The Secret Public. The Last Days of the British Underground 1978 1988 is an attempt to critically re-evaluate Britains recent past, while also presenting the lasting impact that artists and cultural producers of this period have on the cultural and political fabric of Britain today.
Occurring at a time of lowering political, economic and social change, from the recession and civil unrest of the 1980s, through the advent of AIDS and the rise of Thatcherism, a dark flowering of creativity emerged in the UK that seemed to take shape in a covert form outside the institutional canon of the time – creating its own underground network of activities, events, economies and celebrities. As a generational grouping of artists and personalities, it is well described by the title of a fanzine published in Manchester in 1978: The Secret Public.
Just as punk had made a volatile, ambiguous celebration of violence, negativity and protest, reflecting the notion of modernity itself reaching critical mass, so the artists represented within The Secret Public were responding to a darkling view of the modern world.
Both, informing and informed by the broader introduction of post-modern ideas, they addressed that aspect of the post-modern condition, which presented modernity itself as a maelstrom of, skewed, jarring quotations, sodden with irony, playing games with authorship and intentionality.

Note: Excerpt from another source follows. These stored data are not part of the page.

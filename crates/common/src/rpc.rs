//! Failure classification for synchronous calls between services.

use thiserror::Error;

/// Outcome of a failed request to another service.
///
/// Callers translate these into their own errors: a missing entity is
/// usually surfaced to the client, anything else aborts the operation.
#[derive(Debug, Clone, PartialEq, Eq, Error)]
pub enum RpcError {
    /// The remote service answered that the entity does not exist.
    #[error("not found: {0}")]
    NotFound(String),

    /// The remote service could not be reached, timed out or failed.
    #[error("unavailable: {0}")]
    Unavailable(String),
}
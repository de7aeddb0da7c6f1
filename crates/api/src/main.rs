//! API server entry point.

use std::sync::Arc;

use api::config::{Config, LogFormat};
use api::runtime::Background;
use api::{AppState, Upstreams};
use messaging::InMemoryBroker;
use tokio::signal;
use tracing_subscriber::EnvFilter;
use tracing_subscriber::layer::SubscriberExt;
use tracing_subscriber::util::SubscriberInitExt;

/// Waits for a shutdown signal (SIGINT or SIGTERM).
async fn shutdown_signal() {
    let ctrl_c = async {
        if let Err(e) = signal::ctrl_c().await {
            tracing::error!(error = %e, "failed to install SIGINT handler");
            std::future::pending::<()>().await;
        }
    };

    #[cfg(unix)]
    let terminate = async {
        match signal::unix::signal(signal::unix::SignalKind::terminate()) {
            Ok(mut sigterm) => {
                sigterm.recv().await;
            }
            Err(e) => {
                tracing::error!(error = %e, "failed to install SIGTERM handler");
                std::future::pending::<()>().await;
            }
        }
    };

    #[cfg(not(unix))]
    let terminate = std::future::pending::<()>();

    tokio::select! {
        () = ctrl_c => {
            tracing::info!("received SIGINT, starting graceful shutdown");
        }
        () = terminate => {
            tracing::info!("received SIGTERM, starting graceful shutdown");
        }
    }
}

fn init_tracing(config: &Config) {
    let filter = EnvFilter::try_new(&config.log_level).unwrap_or_else(|_| EnvFilter::new("info"));
    let registry = tracing_subscriber::registry().with(filter);
    match config.log_format {
        LogFormat::Json => registry.with(tracing_subscriber::fmt::layer().json()).init(),
        LogFormat::Text => registry.with(tracing_subscriber::fmt::layer()).init(),
    }
}

#[tokio::main]
async fn main() -> Result<(), Box<dyn std::error::Error>> {
    // 1. Load configuration and initialize tracing
    let config = Config::from_env();
    init_tracing(&config);

    // 2. Install Prometheus metrics recorder
    let metrics_handle = metrics_exporter_prometheus::PrometheusBuilder::new().install_recorder()?;

    // 3. Wire services, broker and upstream clients
    let broker = InMemoryBroker::with_partitions(config.broker_partitions);
    let upstreams = Upstreams::http(&config)?;
    let state = Arc::new(AppState::new(broker, upstreams, config.gateway_token.clone()));
    if state.gateway_token.is_none() {
        tracing::warn!("GATEWAY_TOKEN not set, identity headers are trusted from any caller");
    }

    // 4. Start outbox dispatchers and consumers
    let background = Background::spawn(&state, &config);

    // 5. Start server
    let app = api::create_app(state, metrics_handle);
    let addr = config.addr();
    tracing::info!(%addr, "starting API server");

    let listener = tokio::net::TcpListener::bind(&addr).await?;
    axum::serve(listener, app)
        .with_graceful_shutdown(shutdown_signal())
        .await?;

    background.shutdown().await;
    tracing::info!("server shut down gracefully");
    Ok(())
}
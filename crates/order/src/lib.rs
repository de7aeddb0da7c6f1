//! Order service core.
//!
//! - [`Order`]: the order record with its line items and delivery link
//! - [`OrderRepository`]: persistence with an embedded outbox
//! - [`ProductClient`]/[`DeliveryClient`]: synchronous dependencies
//! - [`OrderService`]: create, update and read orders
//! - [`consumers`]: keep `delivery_id` and the delivered status in sync with
//!   the delivery service's events

pub mod clients;
pub mod consumers;
pub mod error;
pub mod model;
pub mod repository;
pub mod service;

pub use clients::{
    DeliveryClient, DeliveryProjection, InMemoryDeliveryClient, InMemoryProductClient,
    ProductClient, ProductProjection,
};
pub use consumers::{DeliveryCreatedHandler, DeliveryStatusChangedHandler};
pub use error::{OrderError, Result};
pub use model::{ItemRequest, LinkOutcome, Order, OrderItem, OrderStatus, PaymentMode};
pub use repository::{InMemoryOrderRepository, OrderRepository};
pub use service::OrderService;
use serde::{Deserialize, Serialize};

macro_rules! numeric_id {
    ($(#[$meta:meta])* $name:ident) => {
        $(#[$meta])*
        #[derive(Debug, Clone, Copy, PartialEq, Eq, PartialOrd, Ord, Hash, Serialize, Deserialize)]
        #[serde(transparent)]
        pub struct $name(i64);

        impl $name {
            /// Wraps a raw identifier value.
            pub fn new(value: i64) -> Self {
                Self(value)
            }

            /// Returns the raw identifier value.
            pub fn as_i64(&self) -> i64 {
                self.0
            }
        }

        impl std::fmt::Display for $name {
            fn fmt(&self, f: &mut std::fmt::Formatter<'_>) -> std::fmt::Result {
                write!(f, "{}", self.0)
            }
        }

        impl std::str::FromStr for $name {
            type Err = std::num::ParseIntError;

            fn from_str(s: &str) -> Result<Self, Self::Err> {
                s.trim().parse().map(Self)
            }
        }

        impl From<i64> for $name {
            fn from(value: i64) -> Self {
                Self(value)
            }
        }

        impl From<$name> for i64 {
            fn from(id: $name) -> Self {
                id.0
            }
        }
    };
}

numeric_id!(
    /// Identifier of an order, generated by the order service.
    OrderId
);

numeric_id!(
    /// Identifier of a delivery, generated by the delivery service.
    DeliveryId
);

numeric_id!(
    /// Identifier of a catalog product owned by the product service.
    ProductId
);

/// Identifier of a user, as issued by the user service and carried in the
/// gateway identity headers.
#[derive(Debug, Clone, PartialEq, Eq, PartialOrd, Ord, Hash, Serialize, Deserialize)]
#[serde(transparent)]
pub struct UserId(String);

impl UserId {
    /// Creates a user ID from a string.
    pub fn new(id: impl Into<String>) -> Self {
        Self(id.into())
    }

    /// Returns the user ID as a string slice.
    pub fn as_str(&self) -> &str {
        &self.0
    }
}

impl std::fmt::Display for UserId {
    fn fmt(&self, f: &mut std::fmt::Formatter<'_>) -> std::fmt::Result {
        write!(f, "{}", self.0)
    }
}

impl From<String> for UserId {
    fn from(s: String) -> Self {
        Self(s)
    }
}

impl From<&str> for UserId {
    fn from(s: &str) -> Self {
        Self(s.to_string())
    }
}

impl AsRef<str> for UserId {
    fn as_ref(&self) -> &str {
        &self.0
    }
}
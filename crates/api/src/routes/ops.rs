//! Health, metrics and dead-letter inspection endpoints.

use std::sync::Arc;

use axum::Json;
use axum::extract::State;
use axum::http::StatusCode;
use axum::response::IntoResponse;
use chrono::{DateTime, Utc};
use messaging::consumer::{
    ATTEMPTS_HEADER, ERROR_HEADER, ORIGINAL_OFFSET_HEADER, ORIGINAL_PARTITION_HEADER,
    ORIGINAL_TOPIC_HEADER,
};
use messaging::topics;
use metrics_exporter_prometheus::PrometheusHandle;
use serde::Serialize;

use crate::error::ApiError;
use crate::extract::Caller;
use crate::state::AppState;

#[derive(Serialize)]
pub struct HealthResponse {
    pub status: &'static str,
}

/// GET /health: returns system health status.
pub async fn health() -> Json<HealthResponse> {
    Json(HealthResponse { status: "ok" })
}

/// GET /metrics: returns Prometheus-formatted metrics.
pub async fn metrics(State(handle): State<PrometheusHandle>) -> impl IntoResponse {
    (
        StatusCode::OK,
        [(
            axum::http::header::CONTENT_TYPE,
            "text/plain; version=0.0.4; charset=utf-8",
        )],
        handle.render(),
    )
}

/// A record that exhausted its delivery attempts.
#[derive(Debug, Serialize)]
#[serde(rename_all = "camelCase")]
pub struct DeadLetterResponse {
    pub topic: String,
    pub original_topic: Option<String>,
    pub original_partition: Option<String>,
    pub original_offset: Option<String>,
    pub attempts: Option<String>,
    pub error: Option<String>,
    pub key: String,
    pub event_type: String,
    pub payload: serde_json::Value,
    pub dead_lettered_at: DateTime<Utc>,
}

/// GET /ops/dead-letters: lists every dead-lettered record, oldest first.
#[tracing::instrument(skip(state, caller), fields(correlation_id = %caller.ctx().correlation_id))]
pub async fn dead_letters(
    State(state): State<Arc<AppState>>,
    caller: Caller,
) -> Result<Json<Vec<DeadLetterResponse>>, ApiError> {
    let mut letters = Vec::new();
    for topic in topics::dead_letter_topics() {
        for record in state.broker.records(&topic).await {
            let header = |name: &str| record.header(name).map(str::to_string);
            letters.push(DeadLetterResponse {
                topic: topic.clone(),
                original_topic: header(ORIGINAL_TOPIC_HEADER),
                original_partition: header(ORIGINAL_PARTITION_HEADER),
                original_offset: header(ORIGINAL_OFFSET_HEADER),
                attempts: header(ATTEMPTS_HEADER),
                error: header(ERROR_HEADER),
                key: record.key.clone(),
                event_type: record.event_type.clone(),
                payload: record.payload.clone(),
                dead_lettered_at: record.timestamp,
            });
        }
    }
    letters.sort_by_key(|l| l.dead_lettered_at);
    Ok(Json(letters))
}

The Secret Public aims to present the hitherto neglected or retrospectively played down cultural productions in Britain of the 1980s; it seeks to throw into relief the subversive dimension of the British post-punk era in order to delineate its far-reaching, but nevertheless underestimated implications for contemporary cultural production today. The Secret Public thus surveys perhaps the last period in British culture before the rise of the consumer environment and the flattening of sub-cultural manifestations and creative industries into a single, pasteurised range of commodified styles.
Taking the course outlined by the exhibition The Secret Public as a starting point, Kunstverein München will hold the international conference From New Order to New Labour in February 2007.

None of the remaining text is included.